I am currently sitting in the middle of an emotional triangle of

  1. being in the midst of developing a website
  2. having seen this talk from Bret Victor about “having an immediate connection to your creation”
  3. having seen this talk from Ethan Marcotte about Responsive Web Design

And the sum of these impressions for me is frustration.

For the last decades we have seen technologies in the broad field of multimedia (including the web) explode. Nowadays we have HTML5, CSS3, WebGL, Flash, Native Apps, Native Desktop Apps, Sandboxed Desktop Apps and a bunch of more stuff at our fingertips. The limitations on what we can build are getting narrower and narrower. Of course, we have to look on performance here and there, of course we have to deal with limitations some environments put on us, but if you compare the current possibilities to what we had 10 years ago, it’s like we’re in multimedia heaven. Or isn’t it?

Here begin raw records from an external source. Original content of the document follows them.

use std::path::PathBuf;

use clap::{Parser, ValueEnum};
use cli_table::format::{Justify, Separator};
use cli_table::{Cell, CellStruct, Style, Table, print_stdout};

use nodespec::common::format::human_size;
use nodespec::common::setup::setup_logging;
use nodespec::resources::{MEMORY_RESOURCE_NAME, OBJECT_STORE_MEMORY_RESOURCE_NAME};
use nodespec::{Map, ResolveContext, ResourcePolicy, ResourceSpec};

#[derive(ValueEnum, Clone, Copy, Debug)]
enum OutputMode {
    Cli,
    Json,
}

/// Resolves the resources that this node offers to the cluster.
#[derive(Parser)]
#[command(version, about)]
struct RootOptions {
    /// Number of CPUs offered by the node [default: detected]
    #[arg(long)]
    num_cpus: Option<f64>,

    /// Number of accelerators offered by the node [default: detected]
    #[arg(long)]
    num_gpus: Option<f64>,

    /// Memory for tasks and actors in bytes [default: what remains after the object store]
    #[arg(long)]
    memory: Option<u64>,

    /// Object store size in bytes [default: a proportion of available memory]
    #[arg(long)]
    object_store_memory: Option<u64>,

    /// Memory cap of each redis shard in bytes
    #[arg(long)]
    redis_max_memory: Option<u64>,

    /// Custom resources as a JSON object, e.g. '{"custom": 2}'
    #[arg(long, value_parser = parse_resources)]
    resources: Option<Map<String, f64>>,

    /// Resolve resources for the head node
    #[arg(long)]
    head: bool,

    /// Address of this node [default: detected]
    #[arg(long)]
    node_ip_address: Option<String>,

    /// Path to a TOML file with the resource policy
    #[arg(long, env = "NODESPEC_CONFIG")]
    config: Option<PathBuf>,

    /// How the resolved resources are printed
    #[arg(long, value_enum, default_value_t = OutputMode::Cli)]
    output_mode: OutputMode,

    /// Enables more detailed log output
    #[arg(long)]
    debug: bool,
}

fn parse_resources(value: &str) -> Result<Map<String, f64>, serde_json::Error> {
    serde_json::from_str(value)
}

fn format_quantity(name: &str, value: f64) -> String {
    if name == MEMORY_RESOURCE_NAME || name == OBJECT_STORE_MEMORY_RESOURCE_NAME {
        format!("{value} ({})", human_size(value as u64))
    } else {
        value.to_string()
    }
}

fn print_resource_table(map: &Map<String, f64>) -> anyhow::Result<()> {
    let rows: Vec<Vec<CellStruct>> = map
        .iter()
        .map(|(name, value)| {
            vec![
                name.cell().bold(true),
                format_quantity(name, *value).cell().justify(Justify::Right),
            ]
        })
        .collect();
    let table = rows
        .table()
        .separator(
            Separator::builder()
                .title(Some(Default::default()))
                .column(Some(Default::default()))
                .build(),
        )
        .title(vec![
            "Resource".cell().bold(true),
            "Amount".cell().bold(true),
        ]);
    print_stdout(table)?;
    Ok(())
}

fn main() -> anyhow::Result<()> {
    let opts = RootOptions::parse();
    setup_logging(opts.debug);

    let policy = match &opts.config {
        Some(path) => ResourcePolicy::from_toml_file(path)?,
        None => ResourcePolicy::default(),
    }
    .with_env_overrides()?;

    let spec = ResourceSpec {
        num_cpus: opts.num_cpus,
        num_gpus: opts.num_gpus,
        memory: opts.memory,
        object_store_memory: opts.object_store_memory,
        resources: opts.resources,
        redis_max_memory: opts.redis_max_memory,
    };
    let ctx = ResolveContext::local(policy);
    let resolved = spec.resolve(opts.head, opts.node_ip_address.as_deref(), &ctx)?;
    let map = resolved.to_resource_map(ctx.policy().max_resource_quantity)?;

    match opts.output_mode {
        OutputMode::Cli => print_resource_table(&map)?,
        OutputMode::Json => println!("{}", serde_json::to_string_pretty(&map)?),
    }
    Ok(())
}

Problem is, on a creation level, for me it still feels like 10 years ago or even more. Of course, we have fancy editors now with syntax highlighting, for some parts, we even have refactoring tools. But all these editors make the problem even more apparent in my view. We are having a huge gap between our creative ideas and the real result. And it is growing every year, it feels. Just look at how many technologies todays web developers can choose from or even have to master at the same time. It is not just HTML, CSS, Javascript. It is also the browsers, it is the various javascript libraries, the css frameworks, minifiers, boilerplates, grid systems, the build scripts, the CSS enhancer languages, languages that build on top of javascript or compile into javascript. Not to mention the new kids like WebGL, Web Workers (and the new paradigm this introduces) and so on.

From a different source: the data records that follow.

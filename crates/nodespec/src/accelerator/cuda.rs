use std::io::ErrorKind;
use std::path::{Path, PathBuf};
use std::process::Command;

use nom::bytes::complete::take_while1;
use nom::sequence::{pair, preceded};

use crate::accelerator::{Device, DeviceEnumerator};
use crate::common::Map;
use crate::common::parser::NomResult;
use crate::host::Platform;
use crate::resources::RESOURCE_CONSTRAINT_PREFIX;

pub const PROC_NVIDIA_GPUS_PATH: &str = "/proc/driver/nvidia/gpus";

pub(super) fn enumerators(platform: Platform) -> Vec<Box<dyn DeviceEnumerator>> {
    let mut enumerators: Vec<Box<dyn DeviceEnumerator>> = vec![Box::new(NvidiaSmi)];
    match platform {
        Platform::Linux => enumerators.push(Box::new(ProcDriverNvidia::new(PROC_NVIDIA_GPUS_PATH))),
        Platform::Windows => enumerators.push(Box::new(Wmic)),
        Platform::MacOs | Platform::Other => {}
    }
    enumerators
}

/// Emits `accelerator_type:<model>` based on the last device that reports a name.
pub(super) fn type_constraints(devices: &[Device]) -> Map<String, f64> {
    let model = devices
        .iter()
        .rev()
        .find_map(|device| device.name.as_deref())
        .and_then(pretty_gpu_name);
    match model {
        Some(model) => Map::from([(format!("{RESOURCE_CONSTRAINT_PREFIX}{model}"), 1.0)]),
        None => {
            log::debug!("No GPU model type detected");
            Map::new()
        }
    }
}

/// Word, whitespace, then an uppercase alphanumeric model token,
/// e.g. `Tesla V100-SXM2-16GB` → `V100`.
fn p_gpu_model(input: &str) -> NomResult<&str> {
    preceded(
        pair(
            take_while1(|c: char| c.is_alphanumeric() || c == '_'),
            take_while1(char::is_whitespace),
        ),
        take_while1(|c: char| c.is_ascii_uppercase() || c.is_ascii_digit()),
    )(input)
}

/// Only the beginning of the name has to match.
pub fn pretty_gpu_name(name: &str) -> Option<String> {
    p_gpu_model(name).ok().map(|(_, model)| model.to_string())
}

/// Finds the `Model:` line of a `/proc/driver/nvidia/gpus/*/information` file.
pub fn parse_model_from_info(info: &str) -> Option<String> {
    info.split('\n').find_map(|line| {
        let mut parts = line.split(':');
        match (parts.next(), parts.next(), parts.next()) {
            (Some(key), Some(value), None) if key.trim() == "Model" => {
                Some(value.trim().to_string())
            }
            _ => None,
        }
    })
}

/// Runs `command` and returns its stdout, or `None` when the program is not installed.
pub(super) fn run_probe_command(command: &mut Command) -> anyhow::Result<Option<String>> {
    let program = command.get_program().to_string_lossy().to_string();
    let output = match command.output() {
        Ok(output) => output,
        Err(error) if error.kind() == ErrorKind::NotFound => return Ok(None),
        Err(error) => anyhow::bail!("Cannot execute {program}: {error:?}"),
    };

    let stdout = String::from_utf8_lossy(&output.stdout);
    let stderr = String::from_utf8_lossy(&output.stderr);
    if !output.status.success() {
        anyhow::bail!(
            "{program} exited with error code {}\nStdout: {stdout}\nStderr: {stderr}",
            output.status
        );
    }
    Ok(Some(stdout.into_owned()))
}

/// Lists Nvidia GPUs using `nvidia-smi`.
/// Example expected output:
/// ```console
/// $ nvidia-smi --query-gpu=name --format=csv,noheader
/// Tesla V100-SXM2-16GB
/// Tesla V100-SXM2-16GB
/// ```
pub struct NvidiaSmi;

impl DeviceEnumerator for NvidiaSmi {
    fn name(&self) -> &'static str {
        "nvidia-smi"
    }

    fn enumerate(&self) -> anyhow::Result<Option<Vec<Device>>> {
        let mut command = Command::new("nvidia-smi");
        command.args(["--query-gpu=name", "--format=csv,noheader"]);
        Ok(run_probe_command(&mut command)?.map(|stdout| parse_nvidia_smi_names(&stdout)))
    }
}

fn parse_nvidia_smi_names(output: &str) -> Vec<Device> {
    output
        .lines()
        .map(str::trim)
        .filter(|line| !line.is_empty())
        .map(Device::named)
        .collect()
}

/// Lists Nvidia GPUs exposed by the Linux driver, one directory per GPU.
pub struct ProcDriverNvidia {
    path: PathBuf,
}

impl ProcDriverNvidia {
    pub fn new<P: Into<PathBuf>>(path: P) -> Self {
        Self { path: path.into() }
    }
}

impl DeviceEnumerator for ProcDriverNvidia {
    fn name(&self) -> &'static str {
        "nvidia driver"
    }

    fn enumerate(&self) -> anyhow::Result<Option<Vec<Device>>> {
        if !self.path.is_dir() {
            return Ok(None);
        }
        let mut gpu_dirs = std::fs::read_dir(&self.path)?
            .map(|entry| entry.map(|e| e.path()))
            .collect::<Result<Vec<_>, _>>()?;
        gpu_dirs.sort();

        Ok(Some(
            gpu_dirs
                .iter()
                .map(|dir| Device {
                    name: read_gpu_model(dir),
                })
                .collect(),
        ))
    }
}

fn read_gpu_model(gpu_dir: &Path) -> Option<String> {
    let path = gpu_dir.join("information");
    match std::fs::read_to_string(&path) {
        Ok(info) => parse_model_from_info(&info),
        Err(error) => {
            log::debug!("Cannot read {}: {error}", path.display());
            None
        }
    }
}

/// Counts Nvidia adapters reported by `WMIC` on Windows. Model names are not available.
pub struct Wmic;

impl DeviceEnumerator for Wmic {
    fn name(&self) -> &'static str {
        "WMIC"
    }

    fn enumerate(&self) -> anyhow::Result<Option<Vec<Device>>> {
        let mut command = Command::new("WMIC");
        command.args(["PATH", "Win32_VideoController", "GET", "AdapterCompatibility"]);
        Ok(run_probe_command(&mut command)?
            .map(|stdout| vec![Device::anonymous(); count_wmic_nvidia_adapters(&stdout)]))
    }
}

fn count_wmic_nvidia_adapters(output: &str) -> usize {
    output
        .lines()
        .skip(1)
        .filter(|line| line.starts_with("NVIDIA"))
        .count()
}

#[cfg(test)]
mod tests {
    use super::{
        ProcDriverNvidia, count_wmic_nvidia_adapters, enumerators, parse_model_from_info,
        parse_nvidia_smi_names, pretty_gpu_name, type_constraints,
    };
    use crate::Map;
    use crate::accelerator::{Device, DeviceEnumerator};
    use crate::host::Platform;

    const V100_INFO: &str = "Model: \t\t Tesla V100-SXM2-16GB\n\
        IRQ:   \t\t 107\n\
        GPU UUID: \t GPU-8eaaebb8-bb64-8489-fda2-62256e821983\n\
        Video BIOS: \t 88.00.4f.00.09\n\
        Bus Type: \t PCIe\n\
        DMA Size: \t 47 bits\n\
        DMA Mask: \t 0x7fffffffffff\n\
        Bus Location: \t 0000:00:1e.0\n\
        Device Minor: \t 0\n\
        Blacklisted:\t No\n";

    fn enumerator_names(platform: Platform) -> Vec<&'static str> {
        enumerators(platform).iter().map(|e| e.name()).collect()
    }

    #[test]
    fn test_enumerators_per_platform() {
        assert_eq!(
            enumerator_names(Platform::Linux),
            vec!["nvidia-smi", "nvidia driver"]
        );
        assert_eq!(
            enumerator_names(Platform::Windows),
            vec!["nvidia-smi", "WMIC"]
        );
        assert_eq!(enumerator_names(Platform::MacOs), vec!["nvidia-smi"]);
        assert_eq!(enumerator_names(Platform::Other), vec!["nvidia-smi"]);
    }

    #[test]
    fn test_pretty_gpu_name() {
        assert_eq!(pretty_gpu_name("Tesla V100-SXM2-16GB").as_deref(), Some("V100"));
        assert_eq!(pretty_gpu_name("Tesla K80").as_deref(), Some("K80"));
        assert_eq!(pretty_gpu_name("Tesla T4").as_deref(), Some("T4"));
        assert_eq!(pretty_gpu_name("NVIDIA A100-SXM4-40GB").as_deref(), Some("A100"));
        assert_eq!(pretty_gpu_name("NVIDIA GeForce RTX 3090").as_deref(), Some("G"));
        assert_eq!(pretty_gpu_name("Tesla").as_deref(), None);
        assert_eq!(pretty_gpu_name("Tesla v100").as_deref(), None);
        assert_eq!(pretty_gpu_name(" Tesla V100").as_deref(), None);
        assert_eq!(pretty_gpu_name("").as_deref(), None);
    }

    #[test]
    fn test_parse_model_from_info() {
        assert_eq!(
            parse_model_from_info(V100_INFO).as_deref(),
            Some("Tesla V100-SXM2-16GB")
        );
        assert_eq!(parse_model_from_info("IRQ: 107\n"), None);
        assert_eq!(parse_model_from_info(""), None);
        // Lines with more than one colon are skipped.
        assert_eq!(parse_model_from_info("Model: a:b\n"), None);
    }

    #[test]
    fn test_type_constraints() {
        let devices = vec![
            Device::named("Tesla V100-SXM2-16GB"),
            Device::named("Tesla K80"),
            Device::anonymous(),
        ];
        assert_eq!(
            type_constraints(&devices),
            Map::from([("accelerator_type:K80".to_string(), 1.0)])
        );
        // Only the last named device is looked at
        assert!(
            type_constraints(&[Device::named("Tesla T4"), Device::named("unknown")]).is_empty()
        );
        assert!(type_constraints(&[Device::named("unknown")]).is_empty());
        assert!(type_constraints(&[]).is_empty());
    }

    #[test]
    fn test_parse_nvidia_smi_names() {
        let devices = parse_nvidia_smi_names("Tesla T4\nTesla T4\n\n");
        assert_eq!(devices, vec![Device::named("Tesla T4"), Device::named("Tesla T4")]);
    }

    #[test]
    fn test_count_wmic_nvidia_adapters() {
        let output = "AdapterCompatibility  \r\n\
            NVIDIA                \r\n\
            Intel Corporation     \r\n\
            NVIDIA                \r\n\
            \r\n";
        assert_eq!(count_wmic_nvidia_adapters(output), 2);
        assert_eq!(count_wmic_nvidia_adapters("NVIDIA\n"), 0);
    }

    #[test]
    fn test_proc_driver_missing() {
        let dir = tempfile::tempdir().unwrap();
        let enumerator = ProcDriverNvidia::new(dir.path().join("gpus"));
        assert_eq!(enumerator.enumerate().unwrap(), None);
    }

    #[test]
    fn test_proc_driver_devices() {
        let dir = tempfile::tempdir().unwrap();
        for (bus, info) in [("0000:00:1e.0", Some(V100_INFO)), ("0000:00:1f.0", None)] {
            let gpu_dir = dir.path().join(bus);
            std::fs::create_dir(&gpu_dir).unwrap();
            if let Some(info) = info {
                std::fs::write(gpu_dir.join("information"), info).unwrap();
            }
        }

        let devices = ProcDriverNvidia::new(dir.path()).enumerate().unwrap().unwrap();
        assert_eq!(
            devices,
            vec![Device::named("Tesla V100-SXM2-16GB"), Device::anonymous()]
        );
    }
}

Don’t get me wrong, i love all of this. It is exciting and if you start to dream about what incredible things we can build with these, it is taking my breath away. But this complexity has a bad side effect: It is not possible to master all of these fields (except for some few geniuses who do, but unfortunately the most of us are pretty much average, aren’t we?!). Which is OK you might say, so there can be experts in every field. But every expert introduces another layer between the original creator (or author or thinker, etc.) and the actual result. And every layer most naturally always also functions as some kind of filter, taking just some tiny bit of idea away from the original, even if it is unintentional. Still the result can be stunning and innovative. But in too many cases it is not, because too much of the idea gets lost along the way of briefings, meetings, static photoshop layouts, concept documents and false or incomplete interpretations of the experts.

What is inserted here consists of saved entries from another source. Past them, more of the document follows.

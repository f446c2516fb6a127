use crate::common::Map;
use crate::common::error::{NodeSpecError, QuantityViolation};
use crate::resources::{
    CPU_RESOURCE_NAME, GPU_RESOURCE_NAME, MEMORY_RESOURCE_NAME, OBJECT_STORE_MEMORY_RESOURCE_NAME,
    ResourceSpec,
};

impl ResourceSpec {
    /// Flattens a resolved spec into the resource map handed to the scheduler.
    ///
    /// Zero quantities are left out. Panics if `self` is not resolved.
    pub fn to_resource_map(&self, max_quantity: f64) -> crate::Result<Map<String, f64>> {
        let (
            Some(num_cpus),
            Some(num_gpus),
            Some(memory),
            Some(object_store_memory),
            Some(resources),
            Some(_),
        ) = (
            self.num_cpus,
            self.num_gpus,
            self.memory,
            self.object_store_memory,
            &self.resources,
            self.redis_max_memory,
        )
        else {
            panic!("Resource spec has to be resolved before it is converted to a map: {self:?}");
        };

        let mut map = resources.clone();
        map.insert(CPU_RESOURCE_NAME.to_string(), num_cpus);
        map.insert(GPU_RESOURCE_NAME.to_string(), num_gpus);
        map.insert(MEMORY_RESOURCE_NAME.to_string(), memory as f64);
        map.insert(
            OBJECT_STORE_MEMORY_RESOURCE_NAME.to_string(),
            object_store_memory as f64,
        );
        map.retain(|_, quantity| *quantity != 0.0);

        for (name, quantity) in &map {
            check_quantity(name, *quantity, max_quantity)?;
        }
        Ok(map)
    }
}

fn check_quantity(name: &str, value: f64, max_quantity: f64) -> crate::Result<()> {
    let violation = if value.fract() != 0.0 {
        QuantityViolation::NotWholeNumber
    } else if value < 0.0 {
        QuantityViolation::Negative
    } else if value > max_quantity {
        QuantityViolation::ExceedsMaximum(max_quantity)
    } else {
        return Ok(());
    };
    Err(NodeSpecError::InvalidResourceQuantity {
        name: name.to_string(),
        value,
        violation,
    })
}

#[cfg(test)]
mod tests {
    use crate::Map;
    use crate::common::error::{NodeSpecError, QuantityViolation};
    use crate::config::MAX_RESOURCE_QUANTITY;
    use crate::resources::ResourceSpec;
    use crate::tests::utils::resources;

    fn resolved(custom: &[(&str, f64)]) -> ResourceSpec {
        ResourceSpec {
            num_cpus: Some(4.0),
            num_gpus: Some(0.0),
            memory: Some(7_000_000_000),
            object_store_memory: Some(3_000_000_000),
            resources: Some(resources(custom)),
            redis_max_memory: Some(1_000_000_000),
        }
    }

    fn violation(spec: &ResourceSpec) -> QuantityViolation {
        match spec.to_resource_map(MAX_RESOURCE_QUANTITY) {
            Err(NodeSpecError::InvalidResourceQuantity { violation, .. }) => violation,
            other => panic!("Unexpected result {other:?}"),
        }
    }

    #[test]
    fn test_to_resource_map() {
        let map = resolved(&[("node:10.0.0.1", 1.0), ("custom", 5.0)])
            .to_resource_map(MAX_RESOURCE_QUANTITY)
            .unwrap();
        assert_eq!(
            map,
            Map::from([
                ("CPU".to_string(), 4.0),
                ("custom".to_string(), 5.0),
                ("memory".to_string(), 7_000_000_000.0),
                ("node:10.0.0.1".to_string(), 1.0),
                ("object_store_memory".to_string(), 3_000_000_000.0),
            ])
        );
    }

    #[test]
    fn test_zero_quantities_are_dropped() {
        let map = resolved(&[("empty", 0.0), ("negative_zero", -0.0)])
            .to_resource_map(MAX_RESOURCE_QUANTITY)
            .unwrap();
        assert!(!map.contains_key("GPU"));
        assert!(!map.contains_key("empty"));
        assert!(!map.contains_key("negative_zero"));
        assert!(map.values().all(|v| *v != 0.0));
    }

    #[test]
    fn test_fractional_quantity() {
        assert_eq!(
            violation(&resolved(&[("custom", 0.5)])),
            QuantityViolation::NotWholeNumber
        );
        assert_eq!(
            violation(&resolved(&[("custom", -1.5)])),
            QuantityViolation::NotWholeNumber
        );
        assert_eq!(
            violation(&resolved(&[("custom", f64::NAN)])),
            QuantityViolation::NotWholeNumber
        );
        let spec = ResourceSpec {
            num_cpus: Some(1.5),
            ..resolved(&[])
        };
        let error = spec.to_resource_map(MAX_RESOURCE_QUANTITY).unwrap_err();
        insta::assert_snapshot!(error.to_string(), @"Resource quantities must all be whole numbers. Violated by resource 'CPU' (1.5).");
    }

    #[test]
    fn test_negative_quantity() {
        let spec = resolved(&[("custom", -2.0)]);
        assert_eq!(violation(&spec), QuantityViolation::Negative);
        let error = spec.to_resource_map(MAX_RESOURCE_QUANTITY).unwrap_err();
        insta::assert_snapshot!(error.to_string(), @"Resource quantities must be nonnegative. Violated by resource 'custom' (-2).");
    }

    #[test]
    fn test_quantity_over_maximum() {
        let spec = resolved(&[("custom", 200e12)]);
        assert_eq!(
            violation(&spec),
            QuantityViolation::ExceedsMaximum(MAX_RESOURCE_QUANTITY)
        );
        let error = spec.to_resource_map(MAX_RESOURCE_QUANTITY).unwrap_err();
        insta::assert_snapshot!(error.to_string(), @"Resource quantities must be at most 100000000000000. Violated by resource 'custom' (200000000000000).");

        // The maximum itself is allowed
        assert!(
            resolved(&[("custom", MAX_RESOURCE_QUANTITY)])
                .to_resource_map(MAX_RESOURCE_QUANTITY)
                .is_ok()
        );
    }

    #[test]
    fn test_configured_maximum() {
        let spec = resolved(&[]);
        assert!(matches!(
            spec.to_resource_map(1000.0),
            Err(NodeSpecError::InvalidResourceQuantity { ref name, .. }) if name == "memory"
        ));
    }

    #[test]
    #[should_panic(expected = "has to be resolved")]
    fn test_unresolved_spec_panics() {
        let _ = ResourceSpec::default().to_resource_map(MAX_RESOURCE_QUANTITY);
    }
}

For an example, just have a look at the content industry, like magazines, news sites and so on. Go to their website or look at their tablet apps or mobile apps. The majority of their content is text, some images and sometimes a video. Every once in a while they feature an “interactive experience”, which gets promoted highly then. But most of the time, they have some standard templates with text and images. And who would want to blame them for it? It is extremely costly to produce highly interactive and dynamic pieces of content. Many work-hours have to be put into such a thing. Many people from various fields are needed. It is simply no possible to do that for every piece of content.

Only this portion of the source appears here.